Dari sejumlah murid Sekolah Minggu di paroki Katedral Sacred Heart of Jesus, Keuskupan Galveston-Houston di mana saya membantu mengajar, Kristen, dengan rambut ikalnya yang dikepang kecil-kecil, memang tampak berbeda. Bukan karena dia satu-satunya anak berkulit hitam di kelas usia 7-9 tahun itu, tetapi keceriaannya yang sangat spontan selalu membuat saya betah mengajaknya mengobrol di sela-sela waktu kosong, sambil menunggu orangtuanya datang menjemput sesudah kelas usai.
Suatu hari saya bertanya kepada Kristen apa warna kesukaannya. “Green”, jawabnya segera, sambil memamerkan senyum cerianya yang khas. Ketika saya bertanya lebih lanjut, mengapa dia suka warna hijau, Kristen dengan spontan nyaris tanpa berpikir, menjawab, karena warna itu mengingatkannya pada uang. “I looovee money…” sambungnya lagi dengan penuh semangat. Ya, uang dollar Amerika memang berwarna kehijauan, terutama lembaran satu dollar, yang tentu lebih banyak dilihat dan dipegang anak seusia Kristen daripada lembaran dengan nilai yang lebih tinggi.
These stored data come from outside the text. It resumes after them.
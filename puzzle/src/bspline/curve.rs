use super::fit::*;
use super::basis::*;
use crate::error::*;
use crate::jitter::*;
use crate::transform::*;
use crate::coordinate::*;

use rand::Rng;
use serde_derive::{Serialize, Deserialize};

/// Number of points each spline curve is sampled at
pub const DEFAULT_SAMPLE_COUNT: usize = 100;

/// Interior knots chosen for the puzzle tab template (in control point index space)
pub const TEMPLATE_KNOTS: [f64; 3] = [2.0, 3.0, 4.0];

///
/// Control points for the edge of a puzzle piece, running from (0, 0) to (20, 0) with a tab in the middle
///
pub const TEMPLATE_CONTROL_POINTS: [Coord2; 9] = [
    Coord2(0.0, 0.0), Coord2(7.0, 1.0),
    Coord2(9.0, 0.0),
    Coord2(8.0, -2.0), Coord2(10.0, -3.0), Coord2(12.0, -2.0),
    Coord2(11.0, 0.0),
    Coord2(13.0, 1.0), Coord2(20.0, 0.0)
];

///
/// Describes how spline curves are fitted and sampled
///
#[derive(Clone, Debug, PartialEq, Serialize, Deserialize)]
#[serde(default)]
pub struct SplineConfig {
    /// Interior knots, in control point index space
    pub knots: Vec<f64>,

    /// The number of points to sample along each curve
    pub sample_count: usize
}

impl Default for SplineConfig {
    fn default() -> SplineConfig {
        SplineConfig {
            knots:          TEMPLATE_KNOTS.to_vec(),
            sample_count:   DEFAULT_SAMPLE_COUNT
        }
    }
}

///
/// A cubic basis spline fitted through a set of control points and sampled at evenly spaced intervals
///
/// The control points are fixed once the curve is created: transformations only move the samples.
///
#[derive(Clone, Debug, PartialEq)]
pub struct SplineCurve {
    control_x:  Vec<f64>,
    control_y:  Vec<f64>,
    samples:    Vec<Coord2>
}

impl SplineCurve {
    ///
    /// Fits a spline through a set of control points, jittering every control point except the
    /// first and last by up to `jitter` on each axis
    ///
    pub fn new<R: Rng+?Sized>(control_points: &[Coord2], jitter: f64, config: &SplineConfig, rng: &mut R) -> Result<SplineCurve, PuzzleError> {
        let jitter                  = check_jitter(jitter)?;
        let fit                     = SplineFit::new(&config.knots, control_points.len())?;
        let (control_x, control_y)  = split_axes(control_points);

        let control_x               = perturb_interior(&control_x, jitter, rng);
        let control_y               = perturb_interior(&control_y, jitter, rng);

        Self::fit_samples(&fit, control_x, control_y, config.sample_count)
    }

    ///
    /// Fits a spline through a set of control points without jittering them
    ///
    pub fn from_template(control_points: &[Coord2], config: &SplineConfig) -> Result<SplineCurve, PuzzleError> {
        let fit                     = SplineFit::new(&config.knots, control_points.len())?;
        let (control_x, control_y)  = split_axes(control_points);

        Self::fit_samples(&fit, control_x, control_y, config.sample_count)
    }

    ///
    /// Fits both axes and samples the result
    ///
    fn fit_samples(fit: &SplineFit, control_x: Vec<f64>, control_y: Vec<f64>, sample_count: usize) -> Result<SplineCurve, PuzzleError> {
        if sample_count < 2 {
            return Err(PuzzleError::InvalidSampleCount(sample_count));
        }

        let coefficients_x  = fit.fit(&control_x)?;
        let coefficients_y  = fit.fit(&control_y)?;

        let knots           = fit.knots();
        let end             = knots.end();
        let last_sample     = sample_count-1;

        let samples = (0..sample_count)
            .map(|sample_num| {
                // Pin the last sample to the end of the range rather than relying on rounding
                let t = if sample_num == last_sample { end } else { end * (sample_num as f64) / (last_sample as f64) };
                Coord2(evaluate(knots, &coefficients_x, t), evaluate(knots, &coefficients_y, t))
            })
            .collect();

        Ok(SplineCurve { control_x, control_y, samples })
    }

    ///
    /// The x coordinates of the control points (after any jitter)
    ///
    #[inline]
    pub fn control_x(&self) -> &[f64] {
        &self.control_x
    }

    ///
    /// The y coordinates of the control points (after any jitter)
    ///
    #[inline]
    pub fn control_y(&self) -> &[f64] {
        &self.control_y
    }

    ///
    /// The control points this curve was fitted through
    ///
    pub fn control_points(&self) -> Vec<Coord2> {
        self.control_x.iter()
            .zip(self.control_y.iter())
            .map(|(x, y)| Coord2(*x, *y))
            .collect()
    }

    ///
    /// The points sampled along this curve
    ///
    #[inline]
    pub fn samples(&self) -> &[Coord2] {
        &self.samples
    }

    ///
    /// Consumes this curve, returning the sampled points
    ///
    #[inline]
    pub fn into_samples(self) -> Vec<Coord2> {
        self.samples
    }
}

impl SampledCurve for SplineCurve {
    #[inline]
    fn samples(&self) -> &[Coord2] {
        &self.samples
    }

    #[inline]
    fn samples_mut(&mut self) -> &mut [Coord2] {
        &mut self.samples
    }
}

///
/// Splits a list of points into separate lists of x and y coordinates
///
fn split_axes(points: &[Coord2]) -> (Vec<f64>, Vec<f64>) {
    points.iter()
        .map(|point| (point.x(), point.y()))
        .unzip()
}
Saya agak terhenyak mendapat jawaban yang tidak terduga itu. Seorang anak 7 tahun yang mencintai uang. Saya bertanya kembali apa istimewanya uang baginya sehingga ia mencintai uang. Ia menjawab sambil memandang saya dengan mata polosnya yang berbinar-binar, “Because we can have everything we want with money”. Saya tersenyum, “smart girl”, pikir saya. Saya belum sempat bercakap-cakap lebih jauh dengan Kristen, ketika ibunya yang sedang hamil datang menjemputnya sambil menggandeng adiknya yang baru berumur 2 tahun. Setelah mengucapkan selamat tinggal, Kristen segera menghilang di balik pintu kelas dengan langkah melompat-lompat seperti seekor kelinci yang kegirangan. Saya tercenung menyadari tingkahnya yang penuh kegembiraan itu, sambil membayangkan apa yang dilakukan kedua orangtuanya dalam kehidupan keluarga sehari-hari, walau mungkin bukan sesuatu yang mereka sadari, sehingga di usia sedini itu Kristen mempunyai disposisi khusus kepada uang?
Betapa antusiasnya jiwa seorang kanak-kanak memandang kehidupan. Baginya segala sesuatu adalah baik adanya dan penuh dengan kemungkinan. Saya membayangkannya seperti mata Tuhan sendiri ketika pertama kali menciptakan kita. Semuanya baik, semuanya mungkin, semuanya mulia, karena Tuhan menciptakan dengan tujuan yang indah dan mulia sejak semula.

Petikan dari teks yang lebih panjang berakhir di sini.